ASHBURN, Va.(CBS/AP) On a radio show on Tuesday, Washington Redskin Clinton Portis tried to explain the dynamics of having a female reporters in NFL locker rooms, in light of the recent incident involving Mexican reporter Ines Sainz at a Jets practice on Saturday.
"I think you put women reporters in the locker room in position to see guys walking around naked, and you sit in the locker room with 53 guys, and all of the sudden you see a nice woman in the locker room. I think men are going to tend to turn and look and want to say something to that woman," Portis said.
Portis continued: "You know, somebody got to spark her interest, or she's going to want somebody. I don't know what kind of woman won't, if you get to go and look at 53 men's [bodies]. I know you're doing a job, but at the same time, the same way I'm going to cut my eye if I see somebody worth talking to, I'm sure they do the same thing."
Thursday was Clinton Portis' day to explain his inflammatory comments about female reporters at his weekly media availablity. Instead, he decided to have some fun with it.
When asked about the remarks, the running back stood at his locker and held up messages written on a spiral notebook.
Do you wish you'd never said it? Portis held up the notebook: "NO COMMENT." Defensive lineman Albert Haynesworth was Portis' co-star in the routine. He put a piece of black athletic tape on Portis' mouth.
What about the game coming up on Sunday? Portis flipped the notebook to another page: "THANKS FOR COMING." Haynesworth then put a second piece of tape on Portis' mouth.
Did you make those signs? Portis responded by turning to two more pages: "GOD BLESS YOU" and then "HAVE A GOOD DAY." Two more pieces of tape from Haynesworth.
That was it.
Portis and Haynesworth, who never talks to media during the week, then left the locker room.
The NFL called the Portis' comments on the radio show offensive, and the Redskins later released a statement that included an apology by Portis. Coach Mike Shanahan also addressed the issue with the flamboyant running back.
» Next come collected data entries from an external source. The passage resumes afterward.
//! プローブクライアント
//!
//! 単一URLへのGETを1回だけ送り、結果を3値に分類する。
//! リトライは行わない（リトライ方針は呼び出し側の責務）。

use crate::common::error::MonitorError;
use async_trait::async_trait;
use reqwest::{redirect, Client};
use std::time::Duration;
use tracing::debug;

/// 単一プローブの結果
#[derive(Debug, Clone, Copy, PartialEq, Eq)]
pub enum ProbeResult {
    /// HTTP status < 400
    Healthy,
    /// HTTP status >= 400
    Unhealthy,
    /// Transport failure: timeout, DNS, connection refused, rejected redirect
    ProbeError,
}

impl ProbeResult {
    /// ステータスコードから分類
    pub fn from_status(status: u16) -> Self {
        if status < 400 {
            Self::Healthy
        } else {
            Self::Unhealthy
        }
    }

    /// 正常と確認できたか
    pub fn is_healthy(&self) -> bool {
        matches!(self, Self::Healthy)
    }

    /// ログ用の文字列表現
    pub fn as_str(&self) -> &'static str {
        match self {
            Self::Healthy => "healthy",
            Self::Unhealthy => "unhealthy",
            Self::ProbeError => "probe_error",
        }
    }
}

/// プローブ実行の抽象
///
/// クロスチェックやスケジューラのテストで、ネットワークを差し替えるために使う。
#[async_trait]
pub trait Prober: Send + Sync {
    /// URLに1回だけGETを送り、結果を分類する
    async fn probe(&self, url: &str) -> ProbeResult;
}

/// reqwestベースのプローブクライアント
///
/// リダイレクトは追跡せず、通信エラーとして扱う。
#[derive(Clone)]
pub struct HttpProber {
    client: Client,
}

impl HttpProber {
    /// 新しいプローブクライアントを作成
    pub fn new(timeout: Duration, user_agent: &str) -> Result<Self, MonitorError> {
        let client = Client::builder()
            .timeout(timeout)
            .user_agent(user_agent)
            .redirect(redirect::Policy::custom(|attempt| {
                attempt.error("redirects are not followed by the uptime probe")
            }))
            .build()?;

        Ok(Self { client })
    }
}

#[async_trait]
impl Prober for HttpProber {
    async fn probe(&self, url: &str) -> ProbeResult {
        match self.client.get(url).send().await {
            Ok(response) => {
                let status = response.status().as_u16();
                let result = ProbeResult::from_status(status);
                debug!(%url, status, result = result.as_str(), "Probe completed");
                result
            }
            Err(e) => {
                debug!(
                    %url,
                    error = %e,
                    timeout = e.is_timeout(),
                    redirect = e.is_redirect(),
                    "Probe transport error"
                );
                ProbeResult::ProbeError
            }
        }
    }
}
The issue of female reporters has come to the forefront in recent days with the NFL's investigation of the New York Jets' treatment of Sainz, a veteran reporter at for Mexican network TV Azteca at a practice over the weekend. While Sainz was working on a story about quarterback Mark Sanchez, she had footballs thrown in her direction by a Jets coach during practice. Players later called out to her in the team's locker room.